“I don’t think there is any money missing"

Good news for the PGA Tour and LPGA Tour!

A feisty Allan Stanford, looking eerily like John Cleese, tells the New York Times Clifford Krauss that this is just an SEC witchhunt and all of this Stanford Financial business stuff will be cleared up.

“I don’t think there is any money missing,” Mr. Stanford said. “There never was a Ponzi scheme, and there never was an attempt to defraud anybody.”

“Evidence is also mounting that the assets of the estate will be only a fraction of the amount needed to satisfy the anticipated claims against the estate"

Not a huge shock here, but it looks like Stanford Financial has few assets to pay off investors or "Eagles for St. Jude."

Speaking of that program, it appears that primary sponsor Stanford has been erased from the program website already, even though it had been announced at one time. At least, I can't find their logo anywhere. Not counting Vijay's shirt (left).

"It's not the clients and company executives who suffer if companies cancel their events. They'll find other fun things to do that weekend."

The WSJ's John Paul Newport on the PGA Tour sponsorship issues from this week:

Golf, with its traditional fat-cat image, is an easy target for abuse, some of it deserved. I'm one who has long believed the game skews too fancy for its own good. But the trouble with this week's rabble-rousing, apart from whatever damage it does to the effective business practices of banks and other troubled companies, such as the automakers, is the chill it casts over the entire microeconomy of golf, and of sports in general.

A few weeks ago I wrote about how the drying up of corporate outings to golf resorts, mostly for fear of projecting the wrong image in the current economic environment, was creating travel bargains for the rest of us. But it is also devastating the golf resort and hospitality industry. The same holds true for the drying up of client entertainment at golf and other sports events.

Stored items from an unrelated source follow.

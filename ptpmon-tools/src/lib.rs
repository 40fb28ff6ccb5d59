mod term;

pub use term::CrosstermTerminal;

use getopts::Options;
use ptpmon::{ConsoleConfig, StartAt};
use std::fmt;
use std::fs::OpenOptions;
use std::io;
use std::path::{Path, PathBuf};
use std::time::Duration;

fn default_idle_ms() -> u64 {
    ConsoleConfig::default().idle.as_millis() as u64
}

pub fn monitor_opts() -> Options {
    let mut opts = Options::new();
    opts.optflag("h", "help", "Show help");
    opts.optflag(
        "e",
        "from-end",
        "Only show records written from now on (by default the whole log is replayed first)",
    );
    opts.optopt(
        "i",
        "idle-ms",
        &format!(
            "Pause when the log has nothing new (default {})",
            default_idle_ms()
        ),
        "ms",
    );
    opts.optopt("l", "log-file", "Write diagnostics to this file", "path");
    opts
}

#[derive(Debug, Clone, PartialEq)]
pub struct MonitorConfig {
    /// JSON Lines file written by the remote monitor.
    pub log_path: PathBuf,
    pub start: StartAt,
    pub console: ConsoleConfig,
    pub diagnostics: Option<PathBuf>,
}

#[derive(Debug, Clone, PartialEq, Eq)]
pub enum CliError {
    Help,
    Usage(String),
}

impl fmt::Display for CliError {
    fn fmt(&self, f: &mut fmt::Formatter<'_>) -> fmt::Result {
        match self {
            CliError::Help => write!(f, "help requested"),
            CliError::Usage(msg) => f.write_str(msg),
        }
    }
}

impl std::error::Error for CliError {}

pub fn usage(opts: &Options, program: &str) -> String {
    let brief = format!(
        "Usage: {program} [options] <remote-monitor.jsonl>\n\n\
         Live console for remote PTP nodes, fed by the remote monitor's JSON Lines log.\n\
         Keys: 0-9 show event, c clear events, space clear shown event, \
         esc close, ^L redraw, q quit."
    );
    opts.usage(&brief)
}

/// Parses the arguments that follow the program name.
pub fn parse_monitor_args(opts: &Options, args: &[String]) -> Result<MonitorConfig, CliError> {
    let matches = opts
        .parse(args)
        .map_err(|f| CliError::Usage(f.to_string()))?;
    if matches.opt_present("help") {
        return Err(CliError::Help);
    }

    let log_path = match matches.free.as_slice() {
        [path] => PathBuf::from(path),
        [] => {
            return Err(CliError::Usage(
                "a single argument must be supplied with the path to the JSON Lines remote monitoring log"
                    .to_string(),
            ))
        }
        _ => return Err(CliError::Usage("too many arguments".to_string())),
    };

    let idle_ms = matches
        .opt_str("idle-ms")
        .and_then(|ms| ms.parse::<u64>().ok())
        .unwrap_or_else(default_idle_ms)
        .max(1);

    let start = if matches.opt_present("from-end") {
        StartAt::End
    } else {
        StartAt::Beginning
    };

    Ok(MonitorConfig {
        log_path,
        start,
        console: ConsoleConfig {
            idle: Duration::from_millis(idle_ms),
        },
        diagnostics: matches.opt_str("log-file").map(PathBuf::from),
    })
}

/// Sends `log` output to `path`. The screen belongs to the console, so
/// there is no logging unless a file is given.
pub fn init_logging(path: &Path) -> io::Result<()> {
    let file = OpenOptions::new().create(true).append(true).open(path)?;
    env_logger::Builder::from_env(env_logger::Env::default().default_filter_or("info"))
        .target(env_logger::Target::Pipe(Box::new(file)))
        .init();
    Ok(())
}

"It's not the clients and company executives who suffer if companies cancel their events. They'll find other fun things to do that weekend. It's the 20 guys who valet-park cars for minimum wage plus tips, the 15 cooks in the kitchen, the six dishwashers, the rigging guys who put up the stage, the housekeepers who make up the hotel rooms where people stay," said David Israel, a TV producer who is involved in the sports economy as vice chairman of the California Horse Racing Commission and past president of the Los Angeles Memorial Coliseum Commission.

And...

"It seems to me that if the goal is to get the financial system working normally again, you've got to let businesses do what they know how to do best to make money," Mr. Israel said.